Digital wardrobe
Camera-first capture, clothing catalog, favourites, wear history, laundry state and manual e-commerce import.
Case study · Product engineering · 2026
A digital wardrobe that turns clothes, context and personal preferences into easier style decisions — using AI only where it creates real value.
01 · The problem
Most people already own enough clothes. The harder problem is remembering what they have, combining it better and choosing quickly for the context they are in.
Zuvama is designed to reduce that friction: bring the wardrobe into a useful digital memory and turn it into concrete suggestions without replacing the user's own taste.
02 · The product
The experience is designed to work as a useful product first and as an AI product second.
Camera-first capture, clothing catalog, favourites, wear history, laundry state and manual e-commerce import.
Outfit creation and planning, calendar, mood and contextual hints connected to weather and city when the user chooses to share them.

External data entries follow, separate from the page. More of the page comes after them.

//! Big-endian integer helpers and fixed-width field codecs.

use bytes::BufMut;
use md5::{Digest, Md5};

/// Packs an i64 into 8 big-endian bytes.
pub fn long2buff(n: i64) -> [u8; 8] {
    n.to_be_bytes()
}

/// Reads a big-endian i64 at `offset`.
///
/// Panics if fewer than 8 bytes are available; callers validate lengths first.
pub fn buff2long(bs: &[u8], offset: usize) -> i64 {
    let mut raw = [0u8; 8];
    raw.copy_from_slice(&bs[offset..offset + 8]);
    i64::from_be_bytes(raw)
}

/// Reads a big-endian i32 at `offset`.
pub fn buff2int32(bs: &[u8], offset: usize) -> i32 {
    let mut raw = [0u8; 4];
    raw.copy_from_slice(&bs[offset..offset + 4]);
    i32::from_be_bytes(raw)
}

/// Renders four bytes at `offset` as a dotted IPv4 address.
///
/// Returns an empty string when the first or last octet is zero, which the
/// storage server uses to mean "no address recorded".
pub fn get_ip_address(bs: &[u8], offset: usize) -> String {
    let octets = &bs[offset..offset + 4];
    if octets[0] == 0 || octets[3] == 0 {
        return String::new();
    }
    format!("{}.{}.{}.{}", octets[0], octets[1], octets[2], octets[3])
}

/// Writes `value` into a zero-padded field of exactly `width` bytes,
/// truncating longer input.
pub fn put_fixed(buf: &mut impl BufMut, value: &[u8], width: usize) {
    let n = value.len().min(width);
    buf.put_slice(&value[..n]);
    buf.put_bytes(0, width - n);
}

/// Strips NUL padding and surrounding whitespace from a decoded field.
pub fn trim_field(s: &str) -> &str {
    s.trim_matches(|c: char| c == '\0' || c.is_whitespace())
}

/// Decodes a fixed-width byte field as trimmed text.
pub fn field_str(bs: &[u8]) -> String {
    trim_field(&String::from_utf8_lossy(bs)).to_string()
}

/// Lowercase hex MD5 digest.
pub fn md5_hex(source: &[u8]) -> String {
    let mut hasher = Md5::new();
    hasher.update(source);
    hex::encode(hasher.finalize())
}

/// HTTP anti-steal token for a remote filename.
///
/// The digest input is the filename, then the secret key, then the decimal
/// timestamp, each already in the configured charset.
pub fn get_token(remote_filename: &[u8], ts: i64, secret_key: &[u8]) -> String {
    let ts = ts.to_string();
    let mut buf = Vec::with_capacity(remote_filename.len() + secret_key.len() + ts.len());
    buf.extend_from_slice(remote_filename);
    buf.extend_from_slice(secret_key);
    buf.extend_from_slice(ts.as_bytes());
    md5_hex(&buf)
}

Azzurra as a persistent stylist and an asynchronous virtual fitting room to preview outfits while preserving identity and garment characteristics.
03 · AI with a job to do
I did not want a chatbot placed on top of a wardrobe. I separated two different problems: deciding what to recommend and visualising how an outfit could look.
Azzurra · Stylist
A persistent text stylist built around the user's wardrobe and profile, with per-user AI budget control and usage accounting.
Virtual Try-On
Asynchronous generation with multiple references: the person's photo plus outfit garments. Moderation, retention and source-photo cleanup are part of the flow, not later add-ons.
04 · Engineering
The technical direction favours an architecture that stays readable, observable and simple enough to evolve without premature infrastructure.
Core stack
Asynchronous AI flow
05 · Trust by design
When a product handles personal photos and generative AI, trust cannot depend on a footnote.
Private storage and controlled access to results
Moderation before AI generation
Per-user budget and AI usage audit
Explicit retention for generated results
Source-photo deletion after virtual try-on
Technical telemetry without turning the product into surveillance
06 · My role
Zuvama is where I bring together the way I like to work: product thinking, engineering, UX, AI and operational discipline.
I drove product definition and priorities, architecture direction, responsive UX flows, AI feature integration and the hardening work required to turn a prototype into a beta that real people can use.